Ask questions and share experiences about Junos OS.
  • 1.  RE IIC Access error

    Posted 07-14-2022 10:59
    I am seeing this minor alarm "RE0 IIC Access error"  on my MX480 router. Has anyone else come across something like this or can help with an explanation for same?

    ------------------------------
    NITIKA THAKUR
    ------------------------------


  • 2.  RE: RE IIC Access error

     
    Posted 12 days ago
    Nitka,

    Its been a while since you posted but though I'd reply for anyone looking at this post in future. We have experienced the "RE0 IIC Access error" on a number of our MX240s and had  opened a few cases to JTAC  to identify the root cause. In summary they've advised these are transient errors that can be ignored (though still a concern we get these). The explanation from JTAC is was follows:

    The IIC controller is used for communication over the I2C bus, used to read environment variables (power voltage - PSU, temp sensor, etc.) from the FRUs in the system. I could see based on the output of the command requested on your previous emails that multiple modules are presenting active errors ( i.e. TMP75_EXHAUST_48, TMP75_INTAKE_4E, I2CLTC3880, and I2CADS7830 ). Please note, the error numbers are very low considering the transient hardware issue is quite common in modern computer systems - many operating systems, especially the user OSes in PC or smart phone, won't generate these types of alarm. However, the Juniper MX router is mission critical device and we choose to report as much information as we can. For example, every 5 seconds ichsmb device driver issues 2 byte read request to PSU device.

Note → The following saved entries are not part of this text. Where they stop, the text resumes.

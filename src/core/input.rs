//! Input file reading.

use std::path::Path;

use anyhow::{Context, Result};
use tokio::fs;

use super::extractor::{classify_line, LineKind};
use crate::domain::{InvalidLine, VideoId};

/// Ids and rejected lines read from one input file
#[derive(Debug, Clone, Default, PartialEq, Eq)]
pub struct InputBatch {
    /// Extracted ids in input order, duplicates included
    pub ids: Vec<VideoId>,

    /// Non-blank lines without a video id
    pub invalid: Vec<InvalidLine>,
}

impl InputBatch {
    /// Classify every line of `text`
    ///
    /// Accepts `\n`, `\r\n` and bare `\r` line endings.
    pub fn parse(text: &str) -> Self {
        Self::parse_bytes(text.as_bytes())
    }

    /// Classify every line of raw file content
    ///
    /// Each line is decoded on its own, so invalid UTF-8 only affects the
    /// line it appears on.
    pub fn parse_bytes(bytes: &[u8]) -> Self {
        let mut batch = Self::default();

        for (idx, raw) in split_lines(bytes).into_iter().enumerate() {
            let line = String::from_utf8_lossy(raw);
            match classify_line(&line) {
                LineKind::Blank => {}
                LineKind::Video(id) => batch.ids.push(id),
                LineKind::Invalid(content) => batch.invalid.push(InvalidLine {
                    line: idx + 1,
                    content,
                }),
            }
        }

        batch
    }

    /// Read and classify an input file
    pub async fn read(path: &Path) -> Result<Self> {
        let bytes = fs::read(path)
            .await
            .with_context(|| format!("Failed to read input file: {}", path.display()))?;

        Ok(Self::parse_bytes(&bytes))
    }
}

fn split_lines(bytes: &[u8]) -> Vec<&[u8]> {
    let mut lines = Vec::new();
    let mut start = 0;
    let mut i = 0;

    while i < bytes.len() {
        match bytes[i] {
            b'\n' => {
                lines.push(&bytes[start..i]);
                i += 1;
                start = i;
            }
            b'\r' => {
                lines.push(&bytes[start..i]);
                i += if bytes.get(i + 1) == Some(&b'\n') { 2 } else { 1 };
                start = i;
            }
            _ => i += 1,
        }
    }
    lines.push(&bytes[start..]);

    lines
}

This request is generated by chassisd to read PSU status in a periodic, if there is any read issue, such as read timeout due to bus signal collision, link noisy etc, system will generate the minor alarm even the next request action is successful.

     

    Please find below a similar kb for the reported alarm:

    https://kb.juniper.net/InfoCenter/index?page=content&id=KB33407&act=login

     

    RE (e.g. RE0) will raise an alarm of "RE0 IIC access Error" when the resiliency I2C bus access error is detected and in normal circumstances alarm is cleared within 24h. JTAC suggested to reboot RE0 in a safe maintenance window, if the reboot doesn't fix, then we shall create RMA for RE0. Most of cases, these minor alarms are just information and there is no service impact at all.

     

    In previous JUNOSes, we generate the minor alarm whenever there is a transient hardware failure (e.g. ichsmb read timeout) – which might not be necessary. Those requests are periodical, one or two times missed won't be any problem.

     

    We do have an internal PR/1615863 to suppress the alarm unless there are continuously three times failure and avoid alarming the user:

    The transient ichsmb failures are retried three times. failures are logged on every instance, but successful reads are silent. The calling function in chassisd should log an error message only once all 3 retries fail to avoid alarming the user. The ichsmb driver continues to log all failures so that there is visibility on failures when required.

     

    The enhancement had been applied-in evo:22.1R3-EVO evo:22.2R2-EVO evo:22.3R1-EVO evo:22.4R1-EVO 

    junos:21.2R3-S2 junos:22.1R3 junos:22.2R2 junos:22.3R1

     Hope the above helps




  • 3.  RE: RE IIC Access error

    Posted 12 days ago
    Thank you Booge for your well detailed explanation for the issue and information.

    ------------------------------
    Nitz
    ------------------------------